Entropy (2nd law of thermodynamics) is the decay of a system and chaos. It is a temporal, gravitational, evolutionarily conditioned change from complex to simple.

It means a change for the worse, into less order and complexity. There is a tendency to generalize by reducing the system’s branching and internal hierarchy to complete equalization with the lowest value (death)—the greater the order, the lower the entropy and vice versa. When a human is born, their orderliness increases, and with it, his adaptability, usefulness, and complexity. The higher the orderliness, the more useful the complexity is.

The amount of human energy that cannot be converted into work increases psychophysical disorder; it causes illness, pain, losing the will to live, even death. It is always present and has a constant influence. A person can control entropy and slow it down, but he cannot stop it. Slowing down can only be accomplished by using the conscious part of the mind, which knows how to and can, while learning and exploring, increase the system’s orderliness. However, due to the greatly changed way of life, learning has an increasingly smaller role. There is less and less time for research and imagination, without which research is not possible.

To prevent entropy from having too strong of a grip on us, we must strive towards maintaining our current or improve it. Personal hygiene, proper nutrition, change of outfit depending on the weather, completing your obligations to others, tidying up, all of this keeps us in order in our daily lives, and tidiness is good for our health and well-being. The body constantly responds to both our regularity and irregularity. If we try to be orderly, we can improve in many areas. Wisdom and experience improve the efficiency of our energy usage. However, as aging reduces the amount of energy produced and the ability to regenerate, the only way to maintain health and personal freedom is through constant learning. A man who never loses his curiosity gets sick less. The absence of illness means less pain and more joy in life.

The main consequence of reducing the importance of learning and the time we spend in life learning and research is to reduce the ability to lengthen muscles.
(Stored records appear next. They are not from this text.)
use std::collections::HashMap;

use tonic::transport::{Channel, Endpoint, Uri};

use crate::NodeError;

/// Configuration of a single storage node.
#[derive(Debug, Clone)]
pub struct NodeConfig {
    pub virtual_storage: String,
    pub storage: String,
    pub address: String,
}

/// A dialed storage node. The channel is created once at startup and shared
/// by every RPC routed to this node; it is never re-dialed per call.
#[derive(Clone)]
pub struct Node {
    pub virtual_storage: String,
    pub storage: String,
    pub address: String,
    pub channel: Channel,
}

impl std::fmt::Debug for Node {
    fn fmt(&self, f: &mut std::fmt::Formatter<'_>) -> std::fmt::Result {
        f.debug_struct("Node")
            .field("virtual_storage", &self.virtual_storage)
            .field("storage", &self.storage)
            .field("address", &self.address)
            .finish()
    }
}

/// Lazily dials a gRPC channel. `unix://` addresses connect through a Unix
/// socket connector; everything else is HTTP/2 over TCP (or TLS when the
/// scheme says so).
pub fn dial_channel(address: &str) -> Result<Channel, NodeError> {
    let invalid = |source| NodeError::InvalidEndpoint {
        address: address.to_string(),
        source,
    };

    let endpoint = Endpoint::from_shared(address.to_string())
        .map_err(invalid)?
        .connect_timeout(std::time::Duration::from_secs(5))
        .http2_keep_alive_interval(std::time::Duration::from_secs(30));

    let channel = if endpoint.uri().scheme_str() == Some("unix") {
        endpoint.connect_with_connector_lazy(tower::util::service_fn(|uri: Uri| async move {
            let stream = tokio::net::UnixStream::connect(uri.path()).await?;
            Ok::<_, std::io::Error>(hyper_util::rt::TokioIo::new(stream))
        }))
    } else {
        endpoint.connect_lazy()
    };
    Ok(channel)
}

/// All dialed nodes, grouped per virtual storage.
pub struct NodeSet {
    nodes: HashMap<String, Vec<Node>>,
}

impl NodeSet {
    /// Dials every configured node. Within a virtual storage, storage names
    /// must be unique.
    pub fn dial(configs: &[NodeConfig]) -> Result<Self, NodeError> {
        let mut nodes: HashMap<String, Vec<Node>> = HashMap::new();

        for config in configs {
            let members = nodes.entry(config.virtual_storage.clone()).or_default();
            if members.iter().any(|node| node.storage == config.storage) {
                return Err(NodeError::DuplicateStorage {
                    virtual_storage: config.virtual_storage.clone(),
                    storage: config.storage.clone(),
                });
            }
            members.push(Node {
                virtual_storage: config.virtual_storage.clone(),
                storage: config.storage.clone(),
                address: config.address.clone(),
                channel: dial_channel(&config.address)?,
            });
        }

        for members in nodes.values_mut() {
            members.sort_by(|a, b| a.storage.cmp(&b.storage));
        }
        Ok(Self { nodes })
    }

    pub fn get(&self, virtual_storage: &str, storage: &str) -> Result<&Node, NodeError> {
        self.nodes
            .get(virtual_storage)
            .and_then(|members| members.iter().find(|node| node.storage == storage))
            .ok_or_else(|| NodeError::UnknownStorage {
                virtual_storage: virtual_storage.to_string(),
                storage: storage.to_string(),
            })
    }

    pub fn contains_virtual_storage(&self, virtual_storage: &str) -> bool {
        self.nodes.contains_key(virtual_storage)
    }

    /// Nodes of one virtual storage, ordered by storage name.
    pub fn members(&self, virtual_storage: &str) -> &[Node] {
        self.nodes
            .get(virtual_storage)
            .map(Vec::as_slice)
            .unwrap_or_default()
    }

    pub fn virtual_storages(&self) -> impl Iterator<Item = &str> {
        self.nodes.keys().map(String::as_str)
    }

    pub fn iter(&self) -> impl Iterator<Item = &Node> {
        self.nodes.values().flatten()
    }

    /// Storage names per virtual storage, as the stores expect them.
    pub fn configured_storages(&self) -> HashMap<String, Vec<String>> {
        self.nodes
            .iter()
            .map(|(virtual_storage, members)| {
                (
                    virtual_storage.clone(),
                    members.iter().map(|node| node.storage.clone()).collect(),
                )
            })
            .collect()
    }
}

#[cfg(test)]
mod test {
    use super::*;

    fn config(virtual_storage: &str, storage: &str) -> NodeConfig {
        NodeConfig {
            virtual_storage: virtual_storage.to_string(),
            storage: storage.to_string(),
            address: "http://127.0.0.1:1".to_string(),
        }
    }

    #[test]
    fn storages_are_unique_within_a_virtual_storage() {
        let err = NodeSet::dial(&[config("default", "node-a"), config("default", "node-a")])
            .err()
            .unwrap();
        assert!(matches!(err, NodeError::DuplicateStorage { .. }));

        // The same storage name may appear in different virtual storages.
        let set = NodeSet::dial(&[config("default", "node-a"), config("other", "node-a")]).unwrap();
        assert!(set.get("default", "node-a").is_ok());
        assert!(set.get("other", "node-a").is_ok());
        assert!(set.get("default", "node-b").is_err());
    }

    #[test]
    fn members_are_ordered_by_storage_name() {
        let set = NodeSet::dial(&[
            config("default", "node-c"),
            config("default", "node-a"),
            config("default", "node-b"),
        ])
        .unwrap();

        let names: Vec<&str> = set
            .members("default")
            .iter()
            .map(|node| node.storage.as_str())
            .collect();
        assert_eq!(names, vec!["node-a", "node-b", "node-c"]);
    }

    #[test]
    fn invalid_addresses_are_rejected() {
        let err = NodeSet::dial(&[NodeConfig {
            virtual_storage: "default".to_string(),
            storage: "node-a".to_string(),
            address: "not a uri".to_string(),
        }])
        .err()
        .unwrap();
        assert!(matches!(err, NodeError::InvalidEndpoint { .. }));
    }
}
This accelerates the reduction of the coordination of the shortening and lengthening of the muscles when they perform a certain movement. That way, it eventually leads to an increased disorder in movement, work, and with that, life. Entropy is increasingly affecting our well-being and abilities. We are first reminded of this by discomfort and resistance. If we do not regulate the condition, we feel pain more often, more strongly, and for a longer period of time. If we do not know the actual reason and the meaning of pain, then we try to defeat it, ignore it, or shut it off in many different ways. We also succeed in this in the short-term; that’s why we don’t even discover the problems with our approach to pain and the wrong logic that comes with it. We eventually get used to the pain, come to terms with it, create the conditions required for the manifestation of chronic pain and the muscle rigidity, and the overload of the connected tissue, joints and skeleton. Rigidity makes movement more difficult, lowers our enjoyment when moving, and lowers our quality of life.
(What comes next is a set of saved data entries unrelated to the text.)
use std::collections::{BTreeMap, BTreeSet, HashMap};
use std::time::Duration;

use chrono::{DateTime, Utc};
use sqlx::postgres::PgRow;
use sqlx::Row;

use super::PgRepositoryStore;
use crate::types::*;
use crate::{DatastoreError, Result};

fn unique_violation(err: &sqlx::Error) -> bool {
    matches!(
        err,
        sqlx::Error::Database(db) if db.code().as_deref() == Some("23505")
    )
}

struct RepositoryRow {
    relative_path: String,
    generation: i64,
    primary: Option<String>,
}

fn repository_from_row(row: &PgRow) -> Result<RepositoryRow> {
    Ok(RepositoryRow {
        relative_path: row.try_get("relative_path")?,
        generation: row.try_get("generation")?,
        primary: row.try_get("primary")?,
    })
}

impl PgRepositoryStore {
    fn not_found(virtual_storage: &str, relative_path: &str) -> DatastoreError {
        DatastoreError::RepositoryNotFound {
            virtual_storage: virtual_storage.to_string(),
            relative_path: relative_path.to_string(),
        }
    }

    fn configured_storages(&self, virtual_storage: &str) -> Vec<String> {
        self.configured
            .get(virtual_storage)
            .cloned()
            .unwrap_or_default()
    }

    /// Assembles [RepositoryInfo] rows for either one repository or a whole
    /// virtual storage, from a single consistent snapshot.
    async fn assemble_metadata(
        &self,
        virtual_storage: &str,
        relative_path: Option<&str>,
    ) -> Result<Vec<RepositoryInfo>> {
        let mut tx = self.pool.begin().await?;

        let repositories = sqlx::query(
            r#"SELECT relative_path, generation, "primary"
               FROM repositories
               WHERE virtual_storage = $1 AND ($2::text IS NULL OR relative_path = $2)
               ORDER BY relative_path"#,
        )
        .bind(virtual_storage)
        .bind(relative_path)
        .fetch_all(&mut tx)
        .await?;

        let replicas = sqlx::query(
            "SELECT relative_path, storage, generation
             FROM storage_repositories
             WHERE virtual_storage = $1 AND ($2::text IS NULL OR relative_path = $2)",
        )
        .bind(virtual_storage)
        .bind(relative_path)
        .fetch_all(&mut tx)
        .await?;

        let assignments = sqlx::query(
            "SELECT relative_path, storage
             FROM repository_assignments
             WHERE virtual_storage = $1 AND ($2::text IS NULL OR relative_path = $2)",
        )
        .bind(virtual_storage)
        .bind(relative_path)
        .fetch_all(&mut tx)
        .await?;

        tx.commit().await?;

        let mut replica_map: HashMap<String, BTreeMap<String, i64>> = HashMap::new();
        for row in &replicas {
            replica_map
                .entry(row.try_get("relative_path")?)
                .or_default()
                .insert(row.try_get("storage")?, row.try_get("generation")?);
        }
        let mut assignment_map: HashMap<String, BTreeSet<String>> = HashMap::new();
        for row in &assignments {
            assignment_map
                .entry(row.try_get("relative_path")?)
                .or_default()
                .insert(row.try_get("storage")?);
        }

        let configured: BTreeSet<String> =
            self.configured_storages(virtual_storage).into_iter().collect();

        repositories
            .iter()
            .map(|row| {
                let repository = repository_from_row(row)?;
                let replicas = replica_map
                    .remove(&repository.relative_path)
                    .unwrap_or_default();
                let assigned = match assignment_map.remove(&repository.relative_path) {
                    Some(explicit) if !explicit.is_empty() => explicit,
                    _ => configured.clone(),
                };

                let mut storages: BTreeSet<String> = replicas.keys().cloned().collect();
                storages.extend(assigned.iter().cloned());

                Ok(RepositoryInfo {
                    virtual_storage: virtual_storage.to_string(),
                    relative_path: repository.relative_path.clone(),
                    generation: repository.generation,
                    primary: repository.primary,
                    replicas: storages
                        .into_iter()
                        .map(|storage| ReplicaRecord {
                            generation: replicas
                                .get(&storage)
                                .copied()
                                .unwrap_or(GENERATION_UNKNOWN),
                            assigned: assigned.contains(&storage),
                            storage,
                        })
                        .collect(),
                })
            })
            .collect()
    }
}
From what we mentioned above, we can understand that the function of pain is essentially to alert us to the entropy and disorder that is inside and around us. Not understanding this function leads to the development of technology, medicine, and pharmacy, which relieves our pain; most of the time, we don’t even bother to find the right reason for them. The function of pain is similar to a dashboard warning light in a car. It warns us of the systematic disorder and diverts our attention towards solving the problem – or seeking a professional’s help. But while we understand the function of a warning light in a car, because we know that ignoring or thinking that the problem will go away on its leads to increasing problems and disorder with increasingly costly consequences, we often do not recognize the warnings that pain gives us. In the past, people had an entirely different attitude towards pain due to their different lifestyles because they knew that letting disorder increase will make their lives more difficult. In times without hospitals, pharmacies, pensions, and paid absences due to incapacity for work, orderliness, conscientiousness, and a respectful attitude toward one’s own body were necessary and not just desirable.

Our body is our temple that needs to be clean and regularly maintained. Otherwise, we show a bad attitude towards ourselves, and our well-being reflects it. Pain is a remarkable tool for timely warning and a warning against the even greater disorder that follows if a person does not take action. Quality life demands a certain amount of effort, determination, and learning. Exploring and researching things makes it easier and better for a person to organize themselves and their surroundings.